Each line of the data below that includes the string "common" must be copied.

+ + + + +

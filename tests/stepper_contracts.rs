//! Integration tests for the stepper contracts
//!
//! Boundary values, solve counts and error propagation, checked through
//! the public API only.

use std::f64::consts::PI;
use std::sync::Arc;

use approx::assert_relative_eq;
use nalgebra::{DMatrix, DVector};
use nalgebra_sparse::CsrMatrix;

use parabolic_rs::error::StepperError;
use parabolic_rs::linalg::{KrylovMethod, PreconditionerKind, SolverSettings};
use parabolic_rs::models::Heat1d;
use parabolic_rs::problem::{
    BoundaryExpression, BoundaryRegion, DirichletBc, Linearization, ParabolicProblem,
    SymbolicDirichletBc,
};
use parabolic_rs::solver::{
    ButcherTableau, Dummy, ExplicitEuler, ImplicitEuler, RungeKutta, SolverConfiguration,
    StepperBase, TimeStepper, Trapezoidal, integrate,
};

mod common;
use common::{CountingSolver, heat_affine, heat_sine, tight};

fn counted(heat: Heat1d) -> (StepperBase<Heat1d>, CountingSolver) {
    let counter = CountingSolver::new();
    let base = StepperBase::new(heat)
        .unwrap()
        .with_solver(Arc::new(counter.clone()));
    (base, counter)
}

// =================================================================================================
// Dirichlet Values
// =================================================================================================

fn assert_boundary_values(stepper: &dyn TimeStepper, elements: usize, dt: f64) {
    let u0 = heat_affine(elements).interpolate(|x| 1.0 + x[0] + (PI * x[0]).sin());
    let u1 = stepper.step(&u0, 0.0, dt, &tight(stepper)).unwrap();

    assert_relative_eq!(u1[0], dt.exp(), epsilon = 1e-8);
    assert_relative_eq!(u1[elements], 2.0 * dt.exp(), epsilon = 1e-8);
}

#[test]
fn test_constrained_dofs_match_prescribed_values() {
    let elements = 16;
    let dt = 1e-3;

    let explicit = ExplicitEuler::from_problem(heat_affine(elements)).unwrap();
    assert_boundary_values(&explicit, elements, dt);

    let implicit = ImplicitEuler::from_problem(heat_affine(elements)).unwrap();
    assert_boundary_values(&implicit, elements, dt);

    let trapezoidal = Trapezoidal::from_problem(heat_affine(elements)).unwrap();
    assert_boundary_values(&trapezoidal, elements, dt);

    let heat = heat_affine(elements);
    let bcs = heat.boundary_conditions();
    let rk4 = RungeKutta::rk4(StepperBase::new(heat).unwrap(), &bcs).unwrap();
    assert_boundary_values(&rk4, elements, dt);
}

#[test]
fn test_boundary_values_along_a_trajectory() {
    let stepper = ImplicitEuler::from_problem(heat_affine(8)).unwrap();
    let u0 = heat_affine(8).interpolate(|x| 1.0 + x[0] + (PI * x[0]).sin());
    let config = SolverConfiguration::time_evolution(0.5, 5).with_settings(tight(&stepper));

    let result = integrate(&stepper, &u0, &config).unwrap();

    for (t, state) in result.time_points.iter().zip(&result.state_trajectory) {
        assert_relative_eq!(state[0], t.exp(), epsilon = 1e-8);
        assert_relative_eq!(state[8], 2.0 * t.exp(), epsilon = 1e-8);
    }
}

// =================================================================================================
// Solve Counts
// =================================================================================================

#[test]
fn test_dummy_returns_copy_without_solving() {
    let u0 = DVector::from_vec(vec![1.0, -2.0, 3.5]);
    let u1 = Dummy.step(&u0, 0.0, 0.1, &Dummy.default_settings()).unwrap();
    assert_eq!(u1, u0);

    let result = integrate(&Dummy, &u0, &SolverConfiguration::time_evolution(1.0, 4)).unwrap();
    assert!(result.state_trajectory.iter().all(|state| *state == u0));
}

#[test]
fn test_single_step_schemes_solve_once_per_step() {
    let u0 = heat_sine(8).interpolate(|x| (PI * x[0]).sin());
    let steps = 3;
    let config = SolverConfiguration::time_evolution(0.01, steps);

    let (base, counter) = counted(heat_sine(8));
    integrate(&ExplicitEuler::new(base), &u0, &config).unwrap();
    assert_eq!(counter.solves(), steps);

    let (base, counter) = counted(heat_sine(8));
    integrate(&ImplicitEuler::new(base), &u0, &config).unwrap();
    assert_eq!(counter.solves(), steps);

    let (base, counter) = counted(heat_sine(8));
    integrate(&Trapezoidal::new(base), &u0, &config).unwrap();
    assert_eq!(counter.solves(), steps);
}

#[test]
fn test_runge_kutta_solves_stages_plus_one() {
    let u0 = heat_sine(8).interpolate(|x| (PI * x[0]).sin());
    let bcs = heat_sine(8).boundary_conditions();

    for tableau in [
        ButcherTableau::heun(0.5).unwrap(),
        ButcherTableau::rk4(),
        ButcherTableau::rkf45(),
    ] {
        let stages = tableau.stages();
        let (base, counter) = counted(heat_sine(8));
        let stepper = RungeKutta::new(base, tableau, &bcs).unwrap();

        stepper
            .step(&u0, 0.0, 1e-3, &stepper.default_settings())
            .unwrap();
        assert_eq!(counter.solves(), stages + 1, "{}", stepper.name());
    }
}

// =================================================================================================
// Contract Violations
// =================================================================================================

#[test]
fn test_implicit_tableau_is_rejected() {
    // implicit midpoint rule
    let result = ButcherTableau::new(
        "Implicit Midpoint",
        2,
        DMatrix::from_element(1, 1, 0.5),
        DVector::from_element(1, 1.0),
        DVector::from_element(1, 0.5),
    );

    let err = result.unwrap_err();
    assert!(err.is_contract_violation());
    assert_eq!(
        err,
        StepperError::ImplicitTableau {
            row: 0,
            col: 0,
            value: 0.5
        }
    );
}

#[test]
fn test_boundary_without_time_derivative_is_rejected() {
    let heat = Heat1d::new(4)
        .unwrap()
        .with_boundary_values(BoundaryExpression::new(|_, t| t), BoundaryExpression::constant(0.0));
    let bcs = heat.boundary_conditions();

    let result = RungeKutta::rk4(StepperBase::new(heat).unwrap(), &bcs);
    assert_eq!(
        result.unwrap_err(),
        StepperError::MissingDerivative { order: 1 }
    );
}

#[test]
fn test_out_of_range_boundary_dof_is_rejected() {
    let region = BoundaryRegion::new(vec![9], vec![vec![2.0]]).unwrap();
    let bcs = [SymbolicDirichletBc::new(region, BoundaryExpression::constant(0.0))];

    let result = RungeKutta::heun(StepperBase::new(heat_sine(4)).unwrap(), &bcs);
    assert!(matches!(result, Err(StepperError::DimensionMismatch { .. })));
}

/// Heat model whose source vector is one entry short
struct ShortSource(Heat1d);

impl ParabolicProblem for ShortSource {
    fn mass(&self) -> CsrMatrix<f64> {
        self.0.mass()
    }

    fn get_system(&self, t: f64) -> Result<Linearization, StepperError> {
        let system = self.0.get_system(t)?;
        let n = system.source.len();
        Ok(Linearization::new(system.operator, system.source.rows(0, n - 1).into_owned()))
    }

    fn get_bcs(&self, t: f64) -> Result<Vec<DirichletBc>, StepperError> {
        self.0.get_bcs(t)
    }
}

#[test]
fn test_dimension_mismatch_stops_before_any_solve() {
    let counter = CountingSolver::new();
    let base = StepperBase::new(ShortSource(heat_sine(4)))
        .unwrap()
        .with_solver(Arc::new(counter.clone()));
    let stepper = ImplicitEuler::new(base);

    let err = stepper
        .step(&DVector::zeros(5), 0.0, 0.1, &stepper.default_settings())
        .unwrap_err();

    assert_eq!(err, StepperError::dimension("source vector", 5, 4));
    assert_eq!(counter.solves(), 0);
}

#[test]
fn test_wrong_state_length_is_rejected() {
    let stepper = Trapezoidal::from_problem(heat_sine(4)).unwrap();
    let err = stepper
        .step(&DVector::zeros(4), 0.0, 0.1, &stepper.default_settings())
        .unwrap_err();
    assert!(err.is_contract_violation());
}

/// Provider that fails at a given time
struct Failing;

impl ParabolicProblem for Failing {
    fn mass(&self) -> CsrMatrix<f64> {
        CsrMatrix::identity(2)
    }

    fn get_system(&self, t: f64) -> Result<Linearization, StepperError> {
        if t > 0.25 {
            return Err(StepperError::Provider(format!("no data beyond t = {t}")));
        }
        Ok(Linearization::new(CsrMatrix::identity(2), DVector::zeros(2)))
    }

    fn get_bcs(&self, _t: f64) -> Result<Vec<DirichletBc>, StepperError> {
        Ok(Vec::new())
    }
}

#[test]
fn test_provider_failure_propagates() {
    let stepper = ImplicitEuler::from_problem(Failing).unwrap();
    let u0 = DVector::from_element(2, 1.0);

    let result = integrate(&stepper, &u0, &SolverConfiguration::time_evolution(1.0, 10));
    assert!(matches!(result, Err(StepperError::Provider(_))));
}

// =================================================================================================
// Solver Failures
// =================================================================================================

#[test]
fn test_iteration_cap_is_an_error() {
    let heat = heat_sine(64);
    let u0 = heat.interpolate(|x| (PI * x[0]).sin());
    let stepper = ImplicitEuler::from_problem(heat).unwrap();

    let settings = SolverSettings::general()
        .with_method(KrylovMethod::Cg)
        .with_preconditioner(PreconditionerKind::None)
        .with_max_iterations(1);

    let err = stepper.step(&u0, 0.0, 0.1, &settings).unwrap_err();
    assert!(err.is_solver_failure());
    assert!(matches!(err, StepperError::NotConverged { iterations: 1, .. }));
}

#[test]
fn test_invalid_settings_are_rejected() {
    let stepper = ExplicitEuler::from_problem(heat_sine(4)).unwrap();
    let u0 = DVector::zeros(5);
    let settings = SolverSettings::symmetric().with_tolerance(-1.0);

    let err = stepper.step(&u0, 0.0, 0.1, &settings).unwrap_err();
    assert!(matches!(err, StepperError::InvalidConfiguration(_)));
}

+ + + + +

## TASK ANSWER
mod common;
use common::{CountingSolver, heat_affine, heat_sine, tight};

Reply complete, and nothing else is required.